Hallelujah for our patron saints and for Churchly imagination!
Bless Isidore of Seville who, though iPadless, has the Internet domain,
and benign St. Barbara who by lightning bolt, one day, became Patron of Fireworks.
For those of us who choose to write, for pleasure or remuneration
St. Drogo’s name sounds just like “drug and he delivers one we love to obtain,
as Blessed Patron of Coffee we pray to him for perks.

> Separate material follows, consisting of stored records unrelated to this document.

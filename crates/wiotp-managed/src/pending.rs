use std::sync::{Mutex, MutexGuard};
use std::time::Duration;

use hashbrown::HashMap;
use hashbrown::hash_map::Entry;

use tokio::sync::oneshot;
use tokio::time::Instant;

use tracing::{error, info, warn};

use uuid::Uuid;

use wiotp::response::{ResponseCode, is_success};
use wiotp::topic::OutboundTopic;

use crate::sync::lock;

/// The outcome of a management request.
///
/// An outcome only tells whether a response arrived. A request without a
/// response may still complete on the platform.
#[derive(Debug, Clone, Copy, PartialEq, Eq)]
pub enum Outcome {
    /// The platform responded with the given response code.
    Responded(ResponseCode),
    /// The request has not been sent, either because the client was not
    /// ready or because there was nothing to notify.
    NotSent,
    /// No response arrived before the request expired.
    Expired,
    /// The client was shut down before a response arrived.
    Cancelled,
}

/// A handle to the completion of a management request.
#[derive(Debug)]
pub struct Completion(CompletionInner);

#[derive(Debug)]
enum CompletionInner {
    Ready(Outcome),
    Pending(oneshot::Receiver<Outcome>),
}

impl Completion {
    pub(crate) const fn ready(outcome: Outcome) -> Self {
        Self(CompletionInner::Ready(outcome))
    }

    pub(crate) const fn not_sent() -> Self {
        Self::ready(Outcome::NotSent)
    }

    /// Checks whether the outcome is already known without waiting.
    #[must_use]
    pub const fn is_ready(&self) -> bool {
        matches!(self.0, CompletionInner::Ready(_))
    }

    /// Waits for the [`Outcome`] of the request.
    pub async fn wait(self) -> Outcome {
        match self.0 {
            CompletionInner::Ready(outcome) => outcome,
            // A dropped sender means the table went away with the client.
            CompletionInner::Pending(receiver) => receiver.await.unwrap_or(Outcome::Cancelled),
        }
    }

    /// Waits for the [`Outcome`] of the request at most for the given time.
    ///
    /// If [`None`], the outcome is unknown.
    pub async fn wait_timeout(self, timeout: Duration) -> Option<Outcome> {
        tokio::time::timeout(timeout, self.wait()).await.ok()
    }
}

/// A client-initiated management operation.
#[derive(Debug, Clone, Copy, PartialEq, Eq)]
pub(crate) enum Operation {
    /// Registration, tagged with its session generation.
    Manage { generation: u64 },
    /// Deregistration, tagged with its session generation.
    Unmanage { generation: u64 },
    UpdateLocation,
    AddErrorCode,
    ClearErrorCodes,
    AddLog,
    ClearLog,
    Notify,
}

impl Operation {
    pub(crate) const fn topic(self) -> OutboundTopic {
        match self {
            Self::Manage { .. } => OutboundTopic::Manage,
            Self::Unmanage { .. } => OutboundTopic::Unmanage,
            Self::UpdateLocation => OutboundTopic::UpdateLocation,
            Self::AddErrorCode => OutboundTopic::AddErrorCode,
            Self::ClearErrorCodes => OutboundTopic::ClearErrorCodes,
            Self::AddLog => OutboundTopic::AddLog,
            Self::ClearLog => OutboundTopic::ClearLog,
            Self::Notify => OutboundTopic::Notify,
        }
    }

    const fn name(self) -> &'static str {
        match self {
            Self::Manage { .. } => "Manage",
            Self::Unmanage { .. } => "Unmanage",
            Self::UpdateLocation => "Location update",
            Self::AddErrorCode => "Add error code",
            Self::ClearErrorCodes => "Clear error codes",
            Self::AddLog => "Add log",
            Self::ClearLog => "Clear log",
            Self::Notify => "Notify",
        }
    }

    // Logs the response to the operation.
    fn log_response(self, rc: ResponseCode, payload: &str) {
        if is_success(rc) {
            info!("[{rc}] {} action completed: {payload}", self.name());
        } else {
            error!("[{rc}] {} action failed: {payload}", self.name());
        }
    }
}

/// A request waiting for its response.
#[derive(Debug)]
pub(crate) struct PendingRequest {
    pub(crate) operation: Operation,
    pub(crate) topic: String,
    pub(crate) payload: String,
    created: Instant,
    sender: oneshot::Sender<Outcome>,
}

impl PendingRequest {
    pub(crate) fn complete(self, outcome: Outcome) {
        if let Outcome::Responded(rc) = outcome {
            self.operation.log_response(rc, &self.payload);
        }
        // The caller may have dropped its handle.
        let _ = self.sender.send(outcome);
    }
}

/// Requests waiting for a response, indexed by their correlation
/// identifier.
#[derive(Debug, Default)]
pub(crate) struct PendingTable(Mutex<HashMap<Uuid, PendingRequest>>);

impl PendingTable {
    pub(crate) fn new() -> Self {
        Self::default()
    }

    fn lock(&self) -> MutexGuard<'_, HashMap<Uuid, PendingRequest>> {
        lock(&self.0)
    }

    /// Registers a request and returns the handle to its completion.
    pub(crate) fn register(
        &self,
        id: Uuid,
        operation: Operation,
        topic: String,
        payload: String,
    ) -> Completion {
        let (sender, receiver) = oneshot::channel();
        let request = PendingRequest {
            operation,
            topic,
            payload,
            created: Instant::now(),
            sender,
        };

        let mut requests = self.lock();
        debug_assert!(
            !requests.contains_key(&id),
            "Request identifier {id} is already pending"
        );
        match requests.entry(id) {
            Entry::Vacant(entry) => {
                entry.insert(request);
            }
            Entry::Occupied(_) => {
                error!("Request identifier {id} is already pending, the new request is dropped");
                return Completion::not_sent();
            }
        }

        Completion(CompletionInner::Pending(receiver))
    }

    /// Removes a request without completing it.
    pub(crate) fn remove(&self, id: &Uuid) -> Option<PendingRequest> {
        self.lock().remove(id)
    }

    /// Removes a request and completes it with a response code.
    ///
    /// The operation of the request is passed to `on_response` before its
    /// completion is signaled. Returns whether a request was pending under
    /// the identifier.
    pub(crate) fn resolve(
        &self,
        id: &Uuid,
        rc: ResponseCode,
        on_response: impl FnOnce(Operation),
    ) -> bool {
        let Some(request) = self.remove(id) else {
            warn!("Received unexpected response from device management: {id}");
            return false;
        };
        on_response(request.operation);
        request.complete(Outcome::Responded(rc));
        info!(
            "Remaining unprocessed device management requests: {}",
            self.len()
        );
        true
    }

    /// Expires every request older than the given age.
    ///
    /// Returns the expired requests.
    pub(crate) fn reap(&self, max_age: Duration) -> Vec<PendingRequest> {
        let now = Instant::now();
        self.lock()
            .extract_if(|_, request| now.saturating_duration_since(request.created) >= max_age)
            .map(|(id, request)| {
                warn!(
                    "Request {id} on `{}` expired without response",
                    request.topic
                );
                request
            })
            .collect()
    }

    /// Removes all pending requests.
    pub(crate) fn drain(&self) -> Vec<PendingRequest> {
        self.lock().drain().map(|(_, request)| request).collect()
    }

    pub(crate) fn len(&self) -> usize {
        self.lock().len()
    }

    #[cfg(test)]
    pub(crate) fn contains(&self, id: &Uuid) -> bool {
        self.lock().contains_key(id)
    }
}
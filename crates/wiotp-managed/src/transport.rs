use std::future::Future;

pub use rumqttc::v5::mqttbytes::QoS;

use crate::error::Result;

/// A publish/subscribe transport.
///
/// Publishing is expected to enqueue a message and return without waiting
/// for the broker.
pub trait Transport: Send + Sync + 'static {
    /// Publishes a payload on a topic.
    fn publish(
        &self,
        topic: String,
        payload: Vec<u8>,
        qos: QoS,
    ) -> impl Future<Output = Result<()>> + Send;

    /// Subscribes to a topic filter.
    fn subscribe(&self, topic: String, qos: QoS) -> impl Future<Output = Result<()>> + Send;
}
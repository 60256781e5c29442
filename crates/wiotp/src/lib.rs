//! `wiotp` describes the device-management protocol spoken between a managed
//! client and the Watson IoT Platform.
//!
//! A managed client is a connected identity, either a device or a gateway,
//! which takes part in the device-management protocol on top of plain
//! telemetry. The protocol runs over a publish/subscribe transport:
//! every client-initiated request carries a correlation identifier (`reqId`)
//! which the platform echoes back on a shared response topic, while
//! platform-initiated requests, such as a reboot or a firmware download,
//! arrive on dedicated topics and must always be answered.
//!
//! This crate contains only the protocol vocabulary:
//!
//! - the identity of a client and the topic scheme derived from it
//! - the wire messages exchanged with the platform
//! - device information and firmware descriptors
//! - the codecs used to encode and decode event payloads
//!
//! It does not perform any I/O, hence it can be used in `no_std`
//! environments with an allocator. The runtime driving the protocol lives in
//! the `wiotp-managed` crate.

#![no_std]
#![forbid(unsafe_code)]
#![deny(missing_docs)]

extern crate alloc;

/// Payload codecs and their registry.
pub mod codec;
/// Device information.
pub mod device;
/// Error management.
pub mod error;
/// Firmware descriptors and states.
pub mod firmware;
/// Client identity.
pub mod identity;
/// Wire messages.
pub mod message;
/// Response codes used by the protocol.
pub mod response;
/// Topic scheme.
pub mod topic;

mod macros;
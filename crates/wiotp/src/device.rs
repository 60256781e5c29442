use alloc::format;
use alloc::string::String;

use serde::{Deserialize, Serialize};

// Root of the device information fields in the device record.
const DEVICE_INFO_ROOT: &str = "deviceInfo";

/// A device information property.
#[derive(Debug, Clone, Copy, PartialEq, Eq, Hash)]
pub enum DeviceProperty {
    /// Serial number.
    SerialNumber,
    /// Manufacturer.
    Manufacturer,
    /// Model.
    Model,
    /// Device class.
    DeviceClass,
    /// Description.
    Description,
    /// Firmware version.
    FwVersion,
    /// Hardware version.
    HwVersion,
    /// Descriptive location.
    DescriptiveLocation,
}

impl core::fmt::Display for DeviceProperty {
    fn fmt(&self, f: &mut core::fmt::Formatter<'_>) -> core::fmt::Result {
        self.name().fmt(f)
    }
}

impl DeviceProperty {
    /// Returns the property name as it appears on the wire.
    #[must_use]
    pub const fn name(self) -> &'static str {
        match self {
            Self::SerialNumber => "serialNumber",
            Self::Manufacturer => "manufacturer",
            Self::Model => "model",
            Self::DeviceClass => "deviceClass",
            Self::Description => "description",
            Self::FwVersion => "fwVersion",
            Self::HwVersion => "hwVersion",
            Self::DescriptiveLocation => "descriptiveLocation",
        }
    }

    /// Returns the dotted path of the property in the device record.
    #[must_use]
    pub fn field(self) -> String {
        format!("{DEVICE_INFO_ROOT}.{}", self.name())
    }
}

/// Device information.
///
/// It is sent verbatim inside a registration request. Unset properties
/// are omitted.
#[derive(Debug, Clone, Default, PartialEq, Eq, Serialize, Deserialize)]
#[serde(rename_all = "camelCase")]
pub struct DeviceInfo {
    /// Serial number.
    #[serde(skip_serializing_if = "Option::is_none", default)]
    pub serial_number: Option<String>,
    /// Manufacturer.
    #[serde(skip_serializing_if = "Option::is_none", default)]
    pub manufacturer: Option<String>,
    /// Model.
    #[serde(skip_serializing_if = "Option::is_none", default)]
    pub model: Option<String>,
    /// Device class.
    #[serde(skip_serializing_if = "Option::is_none", default)]
    pub device_class: Option<String>,
    /// Description.
    #[serde(skip_serializing_if = "Option::is_none", default)]
    pub description: Option<String>,
    /// Firmware version.
    #[serde(skip_serializing_if = "Option::is_none", default)]
    pub fw_version: Option<String>,
    /// Hardware version.
    #[serde(skip_serializing_if = "Option::is_none", default)]
    pub hw_version: Option<String>,
    /// Descriptive location.
    #[serde(skip_serializing_if = "Option::is_none", default)]
    pub descriptive_location: Option<String>,
}

impl DeviceInfo {
    /// Creates an empty [`DeviceInfo`].
    #[must_use]
    #[inline]
    pub fn new() -> Self {
        Self::default()
    }

    /// Sets a property.
    #[must_use]
    #[inline]
    pub fn with(mut self, property: DeviceProperty, value: impl Into<String>) -> Self {
        self.set(property, value);
        self
    }

    /// Changes a property.
    #[inline]
    pub fn set(&mut self, property: DeviceProperty, value: impl Into<String>) {
        *self.slot(property) = Some(value.into());
    }

    /// Returns the value of a property.
    ///
    /// If [`None`], the property is not set.
    #[must_use]
    pub fn get(&self, property: DeviceProperty) -> Option<&str> {
        match property {
            DeviceProperty::SerialNumber => self.serial_number.as_deref(),
            DeviceProperty::Manufacturer => self.manufacturer.as_deref(),
            DeviceProperty::Model => self.model.as_deref(),
            DeviceProperty::DeviceClass => self.device_class.as_deref(),
            DeviceProperty::Description => self.description.as_deref(),
            DeviceProperty::FwVersion => self.fw_version.as_deref(),
            DeviceProperty::HwVersion => self.hw_version.as_deref(),
            DeviceProperty::DescriptiveLocation => self.descriptive_location.as_deref(),
        }
    }

    fn slot(&mut self, property: DeviceProperty) -> &mut Option<String> {
        match property {
            DeviceProperty::SerialNumber => &mut self.serial_number,
            DeviceProperty::Manufacturer => &mut self.manufacturer,
            DeviceProperty::Model => &mut self.model,
            DeviceProperty::DeviceClass => &mut self.device_class,
            DeviceProperty::Description => &mut self.description,
            DeviceProperty::FwVersion => &mut self.fw_version,
            DeviceProperty::HwVersion => &mut self.hw_version,
            DeviceProperty::DescriptiveLocation => &mut self.descriptive_location,
        }
    }
}
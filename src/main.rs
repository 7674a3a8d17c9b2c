mod cert;
mod config;
mod error;
mod proxy;
#[cfg(test)]
mod test_support;

use std::sync::Arc;

use tracing::{error, info};
use tracing_subscriber::EnvFilter;

use crate::config::{Config, LogFormat};
use crate::proxy::dialer::BackendDialer;
use crate::proxy::tls_acceptor::{self, Relay};

#[tokio::main]
async fn main() {
    let config = match Config::from_args() {
        Ok(c) => c,
        Err(e) => {
            eprintln!("fatal: {e}");
            std::process::exit(1);
        }
    };

    init_logging(&config.log_format);

    if let Err(e) = run(config).await {
        error!(error = %e, "ssl-terminator exited with error");
        std::process::exit(1);
    }
}

async fn run(config: Config) -> error::Result<()> {
    let server_config =
        cert::loader::load_server_config(&config.cert_path, &config.key_path)?;
    let client_config = cert::loader::load_client_config(config.backend_ca.as_deref())?;

    let dialer = BackendDialer::new(config.backend_addr.clone(), Arc::new(client_config))?;
    let relay = Relay::new(Arc::new(server_config), dialer);

    let listener = tls_acceptor::bind(&config.listen_addr).await?;
    info!(
        "local server on: {}, backend server on: {}",
        config.listen_addr,
        relay.backend_addr()
    );

    tokio::select! {
        result = relay.serve(listener) => result,
        _ = shutdown_signal() => {
            info!("shutdown signal received, stopping...");
            Ok(())
        }
    }
}

async fn shutdown_signal() {
    let ctrl_c = tokio::signal::ctrl_c();

    #[cfg(unix)]
    {
        let mut sigterm =
            match tokio::signal::unix::signal(tokio::signal::unix::SignalKind::terminate()) {
                Ok(signal) => signal,
                Err(e) => {
                    error!(error = %e, "failed to register SIGTERM handler");
                    let _ = ctrl_c.await;
                    return;
                }
            };
        tokio::select! {
            _ = ctrl_c => {}
            _ = sigterm.recv() => {}
        }
    }

    #[cfg(not(unix))]
    {
        if let Err(e) = ctrl_c.await {
            error!(error = %e, "failed to listen for Ctrl+C");
            std::future::pending::<()>().await;
        }
    }
}

fn init_logging(format: &LogFormat) {
    let filter = EnvFilter::try_from_default_env()
        .unwrap_or_else(|_| EnvFilter::new("info"));

    let subscriber = tracing_subscriber::fmt()
        .with_env_filter(filter)
        .with_target(false);

    match format {
        LogFormat::Json => subscriber.json().init(),
        LogFormat::Pretty => subscriber.init(),
    }
}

Unfortunately, and this makes no sense, Drogo has another label
Patron Saint of Unattractive People, which seems a tad inane.
But Polycarp of Smyrna is the patron who most overworks
on tourists down with dysentery, which makes him the most able.

Let not one amoeba on Smyrna’s Holy Hands lurk!


The prompt for Day 26 of NaPoWriMo is to write a curtal sonnet, which is shorter than the normal, fourteen line sonnet. Instead it has a first stanza of six lines, followed by a second stanza of four, and then closes with a half-line or tail. The form was invented in the 1800s by Gerard Manley Hopkins, who used it in his famous poem  “Pied Beauty.”  A curtal may also include this rhyme pattern: abcabc, dbcd, c, which I, not a fan of rhyme, found a bit of a torment!  Oh, well, only 4 more poems to write and April will go out like…a rose.